Please find every line in the entries below that contains the string "PreviousHash", and copy it.

━━━━━ Record set ━━━━━

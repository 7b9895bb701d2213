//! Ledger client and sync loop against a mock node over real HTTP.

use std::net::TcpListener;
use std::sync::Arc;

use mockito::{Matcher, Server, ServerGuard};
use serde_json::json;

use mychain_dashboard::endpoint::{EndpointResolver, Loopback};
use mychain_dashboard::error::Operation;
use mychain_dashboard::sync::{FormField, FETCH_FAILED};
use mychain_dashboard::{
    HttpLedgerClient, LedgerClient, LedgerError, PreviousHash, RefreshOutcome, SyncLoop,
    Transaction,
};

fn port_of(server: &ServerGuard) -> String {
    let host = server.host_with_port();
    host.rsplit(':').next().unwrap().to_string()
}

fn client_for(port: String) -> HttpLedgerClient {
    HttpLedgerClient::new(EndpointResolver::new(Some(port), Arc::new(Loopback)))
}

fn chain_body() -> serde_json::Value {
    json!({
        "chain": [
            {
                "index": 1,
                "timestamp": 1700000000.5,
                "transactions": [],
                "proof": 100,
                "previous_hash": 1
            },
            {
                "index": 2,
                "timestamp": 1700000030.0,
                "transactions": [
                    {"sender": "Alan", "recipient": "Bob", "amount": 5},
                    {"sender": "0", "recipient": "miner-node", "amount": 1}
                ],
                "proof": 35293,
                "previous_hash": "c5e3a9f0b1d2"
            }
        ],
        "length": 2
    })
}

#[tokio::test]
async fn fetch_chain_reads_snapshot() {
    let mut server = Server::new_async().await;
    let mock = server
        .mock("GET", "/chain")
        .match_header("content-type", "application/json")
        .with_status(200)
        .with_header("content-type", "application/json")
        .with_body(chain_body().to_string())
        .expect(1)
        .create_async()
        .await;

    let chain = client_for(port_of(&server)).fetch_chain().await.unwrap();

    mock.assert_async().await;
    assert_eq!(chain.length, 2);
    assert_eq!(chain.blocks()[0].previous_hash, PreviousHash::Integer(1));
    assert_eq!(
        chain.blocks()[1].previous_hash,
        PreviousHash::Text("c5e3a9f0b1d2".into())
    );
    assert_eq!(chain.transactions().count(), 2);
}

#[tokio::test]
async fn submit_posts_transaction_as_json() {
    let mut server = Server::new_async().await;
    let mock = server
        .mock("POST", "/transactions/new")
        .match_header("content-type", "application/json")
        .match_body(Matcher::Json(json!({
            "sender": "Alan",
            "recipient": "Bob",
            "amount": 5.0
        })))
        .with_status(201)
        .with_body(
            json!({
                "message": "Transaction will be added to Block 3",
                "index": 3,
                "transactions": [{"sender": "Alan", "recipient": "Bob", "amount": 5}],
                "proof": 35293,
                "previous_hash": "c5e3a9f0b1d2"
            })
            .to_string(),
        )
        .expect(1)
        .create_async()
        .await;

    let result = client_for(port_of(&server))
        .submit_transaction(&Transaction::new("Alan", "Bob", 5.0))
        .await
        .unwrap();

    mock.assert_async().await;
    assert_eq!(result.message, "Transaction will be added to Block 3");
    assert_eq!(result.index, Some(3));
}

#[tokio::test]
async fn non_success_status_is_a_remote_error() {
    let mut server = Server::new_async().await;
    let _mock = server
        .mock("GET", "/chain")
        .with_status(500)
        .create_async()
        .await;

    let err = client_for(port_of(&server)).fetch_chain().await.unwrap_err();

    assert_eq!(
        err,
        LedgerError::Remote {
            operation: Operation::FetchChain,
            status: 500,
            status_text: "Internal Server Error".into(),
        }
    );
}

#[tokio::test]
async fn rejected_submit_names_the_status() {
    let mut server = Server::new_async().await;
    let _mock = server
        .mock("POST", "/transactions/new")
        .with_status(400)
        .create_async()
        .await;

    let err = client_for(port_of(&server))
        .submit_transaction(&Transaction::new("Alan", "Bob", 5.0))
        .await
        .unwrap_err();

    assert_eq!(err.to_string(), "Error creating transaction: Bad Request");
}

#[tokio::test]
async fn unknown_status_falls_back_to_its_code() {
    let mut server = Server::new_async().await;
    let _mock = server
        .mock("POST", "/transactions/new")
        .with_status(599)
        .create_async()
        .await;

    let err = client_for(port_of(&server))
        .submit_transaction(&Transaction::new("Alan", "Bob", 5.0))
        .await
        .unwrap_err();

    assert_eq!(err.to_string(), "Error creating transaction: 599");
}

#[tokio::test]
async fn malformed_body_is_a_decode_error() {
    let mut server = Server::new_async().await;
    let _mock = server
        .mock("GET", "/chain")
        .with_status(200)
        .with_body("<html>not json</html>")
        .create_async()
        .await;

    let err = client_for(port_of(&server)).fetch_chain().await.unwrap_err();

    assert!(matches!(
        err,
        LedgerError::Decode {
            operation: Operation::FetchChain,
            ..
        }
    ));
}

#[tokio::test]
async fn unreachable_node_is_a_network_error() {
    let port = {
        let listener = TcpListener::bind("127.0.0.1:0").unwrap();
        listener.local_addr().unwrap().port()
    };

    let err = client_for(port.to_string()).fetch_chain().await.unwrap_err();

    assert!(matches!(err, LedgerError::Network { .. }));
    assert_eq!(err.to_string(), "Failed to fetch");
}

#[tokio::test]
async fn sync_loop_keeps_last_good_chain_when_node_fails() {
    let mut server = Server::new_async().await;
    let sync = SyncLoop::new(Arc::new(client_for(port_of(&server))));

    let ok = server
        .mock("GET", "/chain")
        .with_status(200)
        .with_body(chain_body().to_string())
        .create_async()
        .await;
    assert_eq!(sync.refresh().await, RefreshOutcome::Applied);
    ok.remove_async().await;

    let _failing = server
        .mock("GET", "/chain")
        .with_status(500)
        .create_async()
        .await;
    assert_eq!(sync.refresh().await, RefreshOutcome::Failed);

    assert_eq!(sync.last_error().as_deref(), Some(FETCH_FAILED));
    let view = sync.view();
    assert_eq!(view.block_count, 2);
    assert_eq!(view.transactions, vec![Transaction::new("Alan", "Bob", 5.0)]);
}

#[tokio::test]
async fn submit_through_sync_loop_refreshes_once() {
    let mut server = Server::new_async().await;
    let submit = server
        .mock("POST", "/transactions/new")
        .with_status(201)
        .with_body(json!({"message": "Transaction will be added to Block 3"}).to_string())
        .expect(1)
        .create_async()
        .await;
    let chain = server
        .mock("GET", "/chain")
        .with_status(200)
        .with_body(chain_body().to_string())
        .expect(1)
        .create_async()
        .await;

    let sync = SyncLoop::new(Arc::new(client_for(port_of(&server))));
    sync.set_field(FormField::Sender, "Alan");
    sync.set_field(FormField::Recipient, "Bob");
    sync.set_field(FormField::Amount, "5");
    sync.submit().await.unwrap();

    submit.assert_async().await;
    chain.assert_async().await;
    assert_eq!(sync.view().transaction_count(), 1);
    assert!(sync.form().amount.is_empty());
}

━━━━━

— Exercise answer —
    HttpLedgerClient, LedgerClient, LedgerError, PreviousHash, RefreshOutcome, SyncLoop,
    assert_eq!(chain.blocks()[0].previous_hash, PreviousHash::Integer(1));
        PreviousHash::Text("c5e3a9f0b1d2".into())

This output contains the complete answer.